Schockierende schießerei bei eishockeyspiel in rhode island fordert drei todesopfer

Tragödie in pawtucket: drei tote und mehrere verletzte bei schießerei

Eine Schießerei während eines Eishockeyspiels zwischen Schulen in Pawtucket, Rhode Island, hat drei Menschen das Leben gekostet und drei weitere schwer verletzt. Die Polizeichefin Tina Goncalves bestätigte, dass der mutmaßliche Täter ebenfalls tot ist, vermutlich durch eine selbstverübte Schusswunde. Die Nachricht verbreitete sich schnell und löste landesweit Bestürzung aus. Es war eine Situation voller Angst und Unsicherheit, wie Augenzeugen berichten.

Der täter: robert dorgan alias roberta espósito

Der täter: robert dorgan alias roberta espósito

Die Polizei identifizierte den Schützen als Robert Dorgan, der auch unter dem Namen Roberta Espósito bekannt war. Dorgan, geboren 1969, hatte offenbar eine Vergangenheit mit familiären Streitigkeiten und rechtlichen Problemen im Zusammenhang mit seiner Geschlechtsidentität. Er soll das Spiel besucht haben, um ein Familienmitglied zu sehen, so Goncalves.

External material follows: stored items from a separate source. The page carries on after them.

impl BatchOrchestrator {
    pub fn new(updater: Arc<IncrementalUpdater>, config: BatchConfig) -> Self {
        Self {
            store: updater.store(),
            updater,
            config,
            cancel: CancelHandle::default(),
        }
    }

    pub fn updater(&self) -> Arc<IncrementalUpdater> {
        Arc::clone(&self.updater)
    }

    pub fn cancel_handle(&self) -> CancelHandle {
        self.cancel.clone()
    }

    /// Update every active instrument for `target_date`.
    ///
    /// Per-instrument failures are counted, never retried. A failure of the
    /// whole attempt (storage unreachable at start, or every instrument
    /// failing on storage) is retried with exponential backoff up to
    /// `max_retries` times. Each attempt writes its own update log; all
    /// attempts share one run id.
    pub async fn run_daily_update(&self, target_date: NaiveDate) -> BatchReport {
        let run_id = Uuid::new_v4();
        let started = Instant::now();
        let max_attempts = self.config.max_retries.saturating_add(1);
        info!("Daily update {} for {} starting", run_id, target_date);

        let mut attempt = 1;
        loop {
            if self.cancel.is_cancelled() {
                warn!("Daily update {} cancelled before attempt {}", run_id, attempt);
                return BatchReport::aborted(
                    run_id,
                    target_date,
                    attempt - 1,
                    AppError::Cancelled.to_string(),
                    elapsed_ms(started),
                );
            }

            let retry_error = match self.run_attempt(run_id, attempt, target_date).await {
                Ok(outcome) => match outcome.error {
                    Some(e) if e.is_retryable() && attempt < max_attempts => e,
                    _ => {
                        let report = self.report(run_id, target_date, attempt, outcome, started);
                        info!(
                            "Daily update {} finished: success={} inserted={} updated={} skipped={} failed={} in {}ms",
                            run_id,
                            report.success,
                            report.inserted,
                            report.updated,
                            report.skipped,
                            report.failed,
                            report.duration_ms
                        );
                        return report;
                    }
                },
                Err(e) if e.is_retryable() && attempt < max_attempts => e,
                Err(e) => {
                    error!("Daily update {} gave up after {} attempts: {}", run_id, attempt, e);
                    return BatchReport::aborted(
                        run_id,
                        target_date,
                        attempt,
                        e.to_string(),
                        elapsed_ms(started),
                    );
                }
            };

            let delay = backoff_delay(self.config.retry_base_delay, attempt);
            warn!(
                "Daily update {} attempt {} failed: {}. Retrying in {:?}",
                run_id, attempt, retry_error, delay
            );
            // a cancel during backoff is reported at the top of the loop
            tokio::select! {
                _ = tokio::time::sleep(delay) => {}
                _ = self.cancel.cancelled() => {}
            }
            attempt += 1;
        }
    }

    /// One pass over the instrument universe.
    ///
    /// `Err` means the attempt never started dispatching.
    async fn run_attempt(&self, run_id: Uuid, attempt: u32, target_date: NaiveDate) -> Result<AttemptOutcome> {
        let started = Instant::now();
        let deadline = started + self.config.batch_timeout;

        let mut log = UpdateLog::start(run_id, attempt, target_date, &self.config.source);
        let store = Arc::clone(&self.store);
        let pending = log.clone();
        log.id = Some(tokio::task::spawn_blocking(move || store.create_update_log(&pending)).await??);

        let store = Arc::clone(&self.store);
        let instruments = match tokio::task::spawn_blocking(move || store.list_active_instruments()).await? {
            Ok(instruments) => instruments,
            Err(e) => {
                self.finish_log(log, &BatchCounters::default(), Some(e.to_string()), started)
                    .await;
                return Err(e);
            }
        };
        info!(
            "Attempt {} of run {}: {} active instruments",
            attempt,
            run_id,
            instruments.len()
        );

        let counters = Arc::new(BatchCounters::default());
        let semaphore = Arc::new(Semaphore::new(self.config.max_concurrency.max(1)));
        let mut tasks: JoinSet<(Instrument, Result<UpdateOutcome>)> = JoinSet::new();
        let mut stop: Option<AppError> = None;

        for instrument in instruments {
            if self.cancel.is_cancelled() {
                stop = Some(AppError::Cancelled);
                break;
            }
            let permit = match tokio::time::timeout_at(deadline, Arc::clone(&semaphore).acquire_owned()).await {
                Ok(Ok(permit)) => permit,
                Ok(Err(_)) => {
                    stop = Some(AppError::Internal("worker pool closed".to_string()));
                    break;
                }
                Err(_) => {
                    stop = Some(AppError::BatchTimeout {
                        elapsed_ms: started.elapsed().as_millis() as u64,
                    });
                    break;
                }
            };
            // Waiting for a slot can span a cancel
            if self.cancel.is_cancelled() {
                stop = Some(AppError::Cancelled);
                break;
            }

            let updater = Arc::clone(&self.updater);
            let counters = Arc::clone(&counters);
            tasks.spawn(async move {
                let _permit = permit;
                let result = updater.update(instrument.id, target_date).await;
                counters.record(&result);
                (instrument, result)
            });
        }

        if stop.is_some() {
            debug!("Run {} stopped dispatching; draining {} in-flight updates", run_id, tasks.len());
        }

        let mut failures = Vec::new();
        loop {
            let next = tokio::time::timeout_at(deadline, tasks.join_next()).await;
            match next {
                Ok(Some(joined)) => collect(joined, &counters, &mut failures),
                Ok(None) => break,
                Err(_) => {
                    warn!(
                        "Run {} reached its deadline with {} updates in flight; abandoning them",
                        run_id,
                        tasks.len()
                    );
                    if stop.is_none() {
                        stop = Some(AppError::BatchTimeout {
                            elapsed_ms: started.elapsed().as_millis() as u64,
                        });
                    }
                    tasks.abort_all();
                    while let Some(joined) = tasks.join_next().await {
                        collect(joined, &counters, &mut failures);
                    }
                    break;
                }
            }
        }

        if stop.is_none() && Instant::now() > deadline {
            stop = Some(AppError::BatchTimeout {
                elapsed_ms: started.elapsed().as_millis() as u64,
            });
        }
        if stop.is_none() && counters.looks_like_storage_outage() {
            stop = Some(AppError::Persistence(format!(
                "all {} failed updates hit storage errors",
                counters.failed()
            )));
        }

        self.finish_log(log, &counters, stop.as_ref().map(|e| e.to_string()), started)
            .await;

        Ok(AttemptOutcome {
            counters,
            failures,
            error: stop,
        })
    }

    /// Finalize an attempt's log. A failure here is logged, not propagated.
    async fn finish_log(&self, mut log: UpdateLog, counters: &BatchCounters, error: Option<String>, started: Instant) {
        log.records_processed = counters.processed();
        log.records_inserted = counters.inserted();
        log.records_updated = counters.updated();
        log.records_failed = counters.failed();
        let status = if error.is_some() {
            UpdateStatus::Failed
        } else {
            UpdateStatus::Completed
        };
        log.finish(status, error, elapsed_ms(started));

        let store = Arc::clone(&self.store);
        let result = tokio::task::spawn_blocking(move || store.finish_update_log(&log)).await;
        match result {
            Ok(Ok(())) => {}
            Ok(Err(e)) => error!("Failed to finalize update log: {}", e),
            Err(e) => error!("Failed to finalize update log: {}", e),
        }
    }

    fn report(&self, run_id: Uuid, target_date: NaiveDate, attempts: u32, outcome: AttemptOutcome, started: Instant) -> BatchReport {
        let c = &outcome.counters;
        BatchReport {
            run_id,
            target_date,
            success: outcome.error.is_none(),
            attempts,
            processed: c.processed(),
            inserted: c.inserted(),
            updated: c.updated(),
            skipped: c.skipped(),
            failed: c.failed(),
            failures: outcome.failures,
            error: outcome.error.map(|e| e.to_string()),
            duration_ms: elapsed_ms(started),
        }
    }

    /// Manually update a single instrument by symbol.
    pub async fn update_symbol(&self, symbol: &str, target_date: NaiveDate) -> Result<UpdateOutcome> {
        let store = Arc::clone(&self.store);
        let lookup = symbol.to_string();
        let instrument = tokio::task::spawn_blocking(move || store.find_instrument(&lookup))
            .await??
            .ok_or_else(|| AppError::NotFound(format!("instrument {}", symbol)))?;
        self.updater.update(instrument.id, target_date).await
    }

    /// Delete update logs older than `retention_days` before `today`.
    pub async fn cleanup_old_logs(&self, today: NaiveDate, retention_days: u32) -> Result<usize> {
        let cutoff = today - chrono::Days::new(u64::from(retention_days));
        let store = Arc::clone(&self.store);
        let removed = tokio::task::spawn_blocking(move || store.cleanup_old_logs(cutoff)).await??;
        info!("Removed {} update logs before {}", removed, cutoff);
        Ok(removed)
    }
}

Ereignisverlauf: schüsse in der dennis m. lynch arena

Ereignisverlauf: schüsse in der dennis m. lynch arena

Die Schießerei ereignete sich in der Dennis M. Lynch Arena, wo mehrere Schulen im Rahmen des „Senior Night“ gegeneinander antraten. Videoaufnahmen, die in sozialen Medien kursieren, zeigen mehrere Schüsse und die panische Flucht von Spielern und Trainern. Der Vorfall wird von der Polizei als ein „gezielter“ Angriff im Zusammenhang mit einer familiären Auseinandersetzung eingestuft.

Heldentat eines zuschauers verhindert größere tragödie

Die Polizeichefin lobte einen Zuschauer für dessen mutiges Eingreifen. „Ein guter Samariter hat in dieser Situation interveniert, was wahrscheinlich zu einem schnellen Ende dieses tragischen Ereignisses beigetragen hat“, erklärte Goncalves. Dieser mutige Einsatz verhinderte möglicherweise noch größere Verluste.

Augenzeugenbericht: angst und panik

Olin Lawrence, Torwart eines der beteiligten Teams, schilderte die dramatischen Momente: „Zuerst dachte ich, es wären Luftballons. Pop, pop, pop. Ich dachte, es wären Luftballons. Aber es ging immer weiter und dann waren es tatsächlich Schüsse. Danach sind meine Teamkollegen und ich direkt in die Umkleide gerannt und haben uns verbarrikadiert. Wir haben uns an die Tür gekuschelt und versucht, dort sicher zu sein.“ Er beschrieb die Situation als „sehr beängstigend“ und gestand, dass sie alle „sehr nervös“ waren.

Ermittlungen und hintergründe

Die Ermittlungen zu den Hintergründen der Tat sind noch im Gange. Die Polizei untersucht die genauen Umstände des Vorfalls und die Motive des Täters. Die Gemeinde Pawtucket ist tief betroffen von dieser Tragödie und bietet Unterstützung für die Betroffenen und ihre Familien an. Die Schießerei wirft erneut die Frage nach der Waffensicherheit und der psychischen Gesundheit in den USA auf.

Reaktionen und trauer

Die Schießerei hat landesweit Bestürzung ausgelöst. Politiker und Sportverbände haben ihre Betroffenheit ausgedrückt und den Opfern und ihren Familien ihr Beileid ausgesprochen. Viele Schulen und Sportvereine haben angekündigt, verstärkte Sicherheitsmaßnahmen zu ergreifen, um ähnliche Tragödien in Zukunft zu verhindern. Es ist eine Zeit der Trauer und des Nachdenkens.